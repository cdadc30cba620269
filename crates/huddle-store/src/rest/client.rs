// PostgREST-style HTTP client for the hosted store (HTTP direct, no SDK)

use async_trait::async_trait;
use reqwest::header::{HeaderMap, HeaderValue, AUTHORIZATION, CONTENT_TYPE};
use serde_json::Value;

use crate::error::{Result, StoreError};
use crate::feed::{ChangeFeed, FeedSpec};
use crate::query::{filter_params, Filter, Query};
use crate::realtime::RealtimeClient;
use crate::trait_client::{ObjectStorage, RemoteStore};

const RETURN_REPRESENTATION: &str = "return=representation";

pub struct RestStore {
    http_client: reqwest::Client,
    base_url: String,
    realtime: RealtimeClient,
}

impl RestStore {
    /// Create a client; `access_token` is the signed-in user's JWT, else the anon key is sent as bearer
    pub fn new(base_url: impl Into<String>, anon_key: &str, access_token: Option<&str>) -> Result<Self> {
        let base_url = base_url.into().trim_end_matches('/').to_string();
        let bearer = access_token.unwrap_or(anon_key);

        let mut headers = HeaderMap::new();
        headers.insert(CONTENT_TYPE, HeaderValue::from_static("application/json"));
        headers.insert(
            "apikey",
            HeaderValue::from_str(anon_key)
                .map_err(|_| StoreError::Config("Invalid store key format".to_string()))?,
        );
        headers.insert(
            AUTHORIZATION,
            HeaderValue::from_str(&format!("Bearer {}", bearer))
                .map_err(|_| StoreError::Config("Invalid access token format".to_string()))?,
        );

        let http_client = reqwest::Client::builder().default_headers(headers).build()?;

        let mut realtime = RealtimeClient::new(&base_url, anon_key)?;
        if let Some(token) = access_token {
            realtime = realtime.with_access_token(token);
        }

        Ok(Self {
            http_client,
            base_url,
            realtime,
        })
    }

    pub fn with_realtime(mut self, realtime: RealtimeClient) -> Self {
        self.realtime = realtime;
        self
    }

    pub fn base_url(&self) -> &str {
        &self.base_url
    }

    fn table_url(&self, table: &str) -> String {
        format!("{}/rest/v1/{}", self.base_url, table)
    }

    async fn read_rows(response: reqwest::Response) -> Result<Vec<Value>> {
        let response = check(response).await?;
        let body = response.text().await?;
        if body.trim().is_empty() {
            return Ok(Vec::new());
        }
        match serde_json::from_str::<Value>(&body)? {
            Value::Array(rows) => Ok(rows),
            Value::Null => Ok(Vec::new()),
            row => Ok(vec![row]),
        }
    }
}

/// Turn a non-success response into a [`StoreError`]
async fn check(response: reqwest::Response) -> Result<reqwest::Response> {
    if response.status().is_success() {
        return Ok(response);
    }
    let status = response.status().as_u16();
    let body = response.text().await.unwrap_or_default();
    let error = StoreError::from_response(status, &body);
    tracing::error!("Store request failed ({}): {}", status, error);
    Err(error)
}

#[async_trait]
impl RemoteStore for RestStore {
    async fn select(&self, table: &str, query: Query) -> Result<Vec<Value>> {
        let response = self
            .http_client
            .get(self.table_url(table))
            .query(&query.to_params())
            .send()
            .await?;
        Self::read_rows(response).await
    }

    async fn insert(&self, table: &str, row: Value) -> Result<Value> {
        let response = self
            .http_client
            .post(self.table_url(table))
            .header("Prefer", RETURN_REPRESENTATION)
            .json(&row)
            .send()
            .await?;
        Self::read_rows(response).await?.into_iter().next().ok_or_else(|| {
            StoreError::PermissionDenied(format!("Inserted row in {} is not readable", table))
        })
    }

    async fn update(&self, table: &str, filters: &[Filter], patch: Value) -> Result<Vec<Value>> {
        let response = self
            .http_client
            .patch(self.table_url(table))
            .header("Prefer", RETURN_REPRESENTATION)
            .query(&filter_params(filters))
            .json(&patch)
            .send()
            .await?;
        Self::read_rows(response).await
    }

    async fn delete(&self, table: &str, filters: &[Filter]) -> Result<Vec<Value>> {
        let response = self
            .http_client
            .delete(self.table_url(table))
            .header("Prefer", RETURN_REPRESENTATION)
            .query(&filter_params(filters))
            .send()
            .await?;
        Self::read_rows(response).await
    }

    async fn rpc(&self, function: &str, args: Value) -> Result<Value> {
        let response = self
            .http_client
            .post(format!("{}/rest/v1/rpc/{}", self.base_url, function))
            .json(&args)
            .send()
            .await?;
        let response = check(response).await?;
        let body = response.text().await?;
        if body.trim().is_empty() {
            return Ok(Value::Null);
        }
        Ok(serde_json::from_str(&body)?)
    }

    async fn subscribe(&self, spec: FeedSpec) -> Result<ChangeFeed> {
        self.realtime.subscribe(spec).await
    }
}

#[async_trait]
impl ObjectStorage for RestStore {
    async fn upload(&self, bucket: &str, path: &str, bytes: Vec<u8>, content_type: &str) -> Result<String> {
        let response = self
            .http_client
            .post(format!("{}/storage/v1/object/{}/{}", self.base_url, bucket, path))
            .header(CONTENT_TYPE, content_type)
            .header("x-upsert", "false")
            .body(bytes)
            .send()
            .await?;
        check(response).await?;
        tracing::debug!("Uploaded {}/{}", bucket, path);
        Ok(path.to_string())
    }

    fn public_url(&self, bucket: &str, path: &str) -> String {
        format!("{}/storage/v1/object/public/{}/{}", self.base_url, bucket, path)
    }
}

#[cfg(test)]
mod tests {
    use super::*;

    #[test]
    fn test_public_url() {
        let store = RestStore::new("https://demo.example.co/", "anon", None).unwrap();
        assert_eq!(
            store.public_url("resources", "u1/abc-notes.pdf"),
            "https://demo.example.co/storage/v1/object/public/resources/u1/abc-notes.pdf"
        );
    }

    #[test]
    fn test_invalid_key_rejected() {
        assert!(matches!(
            RestStore::new("https://demo.example.co", "bad\nkey", None),
            Err(StoreError::Config(_))
        ));
    }
}
use chrono::{DateTime, Utc};
use serde::{Deserialize, Serialize};

use super::{flag, id};

/// Separator between the two user ids of a direct channel name
pub const DIRECT_NAME_SEPARATOR: char = ':';

#[derive(Debug, Clone, Copy, PartialEq, Eq, Serialize, Deserialize, Default)]
#[serde(rename_all = "lowercase")]
pub enum ChannelKind {
    /// Multi-member channel; older rows label these `public`/`private`
    #[default]
    #[serde(alias = "public", alias = "private")]
    Group,
    Direct,
}

impl ChannelKind {
    pub fn as_str(self) -> &'static str {
        match self {
            ChannelKind::Group => "group",
            ChannelKind::Direct => "direct",
        }
    }
}

#[derive(Debug, Clone, PartialEq, Serialize, Deserialize)]
pub struct Channel {
    #[serde(deserialize_with = "id::deserialize")]
    pub id: String,
    pub name: String,
    #[serde(default, skip_serializing_if = "Option::is_none")]
    pub description: Option<String>,
    #[serde(rename = "type", default)]
    pub kind: ChannelKind,
    #[serde(default, deserialize_with = "flag::deserialize")]
    pub is_private: bool,
    #[serde(default, deserialize_with = "id::deserialize_opt", skip_serializing_if = "Option::is_none")]
    pub created_by: Option<String>,
    #[serde(default, skip_serializing_if = "Option::is_none")]
    pub created_at: Option<DateTime<Utc>>,
}

impl Channel {
    /// Placeholder channel used while the store is unreachable
    pub fn placeholder(id: impl Into<String>, name: impl Into<String>) -> Self {
        Self {
            id: id.into(),
            name: name.into(),
            description: None,
            kind: ChannelKind::Group,
            is_private: false,
            created_by: None,
            created_at: None,
        }
    }

    pub fn is_direct(&self) -> bool {
        self.kind == ChannelKind::Direct
    }

    /// For a direct channel, the participant that is not `user_id`
    pub fn other_participant(&self, user_id: &str) -> Option<&str> {
        if !self.is_direct() {
            return None;
        }
        self.name
            .split(DIRECT_NAME_SEPARATOR)
            .find(|id| !id.is_empty() && *id != user_id)
    }
}

/// Canonical name of the direct channel between two users.
///
/// The ids are sorted so both participants compute the same name.
pub fn canonical_direct_name(a: &str, b: &str) -> String {
    let (first, second) = if a <= b { (a, b) } else { (b, a) };
    format!("{}{}{}", first, DIRECT_NAME_SEPARATOR, second)
}

/// Membership row linking a user to a channel
#[derive(Debug, Clone, PartialEq, Serialize, Deserialize)]
pub struct ChannelMember {
    #[serde(deserialize_with = "id::deserialize")]
    pub channel_id: String,
    #[serde(deserialize_with = "id::deserialize")]
    pub user_id: String,
    #[serde(default, deserialize_with = "flag::deserialize")]
    pub is_admin: bool,
    #[serde(default, skip_serializing_if = "Option::is_none")]
    pub joined_at: Option<DateTime<Utc>>,
    #[serde(default, skip_serializing_if = "Option::is_none")]
    pub last_read_at: Option<DateTime<Utc>>,
}

/// Member listing as shown in the channel member panel
#[derive(Debug, Clone, PartialEq, Serialize, Deserialize)]
pub struct MemberSummary {
    #[serde(deserialize_with = "id::deserialize")]
    pub member_id: String,
    #[serde(default)]
    pub member_name: Option<String>,
    #[serde(default)]
    pub member_email: Option<String>,
    #[serde(default, deserialize_with = "flag::deserialize")]
    pub is_admin: bool,
    #[serde(default)]
    pub joined_at: Option<DateTime<Utc>>,
}

#[cfg(test)]
mod tests {
    use super::*;

    #[test]
    fn test_canonical_name_is_order_independent() {
        assert_eq!(canonical_direct_name("bob", "alice"), "alice:bob");
        assert_eq!(
            canonical_direct_name("alice", "bob"),
            canonical_direct_name("bob", "alice")
        );
    }

    #[test]
    fn test_other_participant() {
        let mut channel = Channel::placeholder("c1", canonical_direct_name("u2", "u1"));
        channel.kind = ChannelKind::Direct;
        assert_eq!(channel.other_participant("u1"), Some("u2"));
        assert_eq!(channel.other_participant("u2"), Some("u1"));
    }

    #[test]
    fn test_legacy_kind_aliases() {
        let channel: Channel = serde_json::from_str(
            r#"{"id": 7, "name": "general", "type": "public", "is_private": false}"#,
        )
        .unwrap();
        assert_eq!(channel.id, "7");
        assert_eq!(channel.kind, ChannelKind::Group);
        assert!(channel.created_by.is_none());
    }

    #[test]
    fn test_null_flags_read_as_false() {
        let channel: Channel = serde_json::from_str(
            r#"{"id": "c1", "name": "general", "type": "group", "is_private": null}"#,
        )
        .unwrap();
        assert!(!channel.is_private);

        let member: MemberSummary =
            serde_json::from_str(r#"{"member_id": "u1", "is_admin": null}"#).unwrap();
        assert!(!member.is_admin);
    }
}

··········

**Exercise goal:** Which lines above run from the one containing "first, DIRECT_NAME_SEPARATOR, second)" down to the one containing "pub struct MemberSummary"? Repeat exactly those, both ends included, and nothing else.

**Result below:**
    format!("{}{}{}", first, DIRECT_NAME_SEPARATOR, second)
}

/// Membership row linking a user to a channel
#[derive(Debug, Clone, PartialEq, Serialize, Deserialize)]
pub struct ChannelMember {
    #[serde(deserialize_with = "id::deserialize")]
    pub channel_id: String,
    #[serde(deserialize_with = "id::deserialize")]
    pub user_id: String,
    #[serde(default, deserialize_with = "flag::deserialize")]
    pub is_admin: bool,
    #[serde(default, skip_serializing_if = "Option::is_none")]
    pub joined_at: Option<DateTime<Utc>>,
    #[serde(default, skip_serializing_if = "Option::is_none")]
    pub last_read_at: Option<DateTime<Utc>>,
}

/// Member listing as shown in the channel member panel
#[derive(Debug, Clone, PartialEq, Serialize, Deserialize)]
pub struct MemberSummary {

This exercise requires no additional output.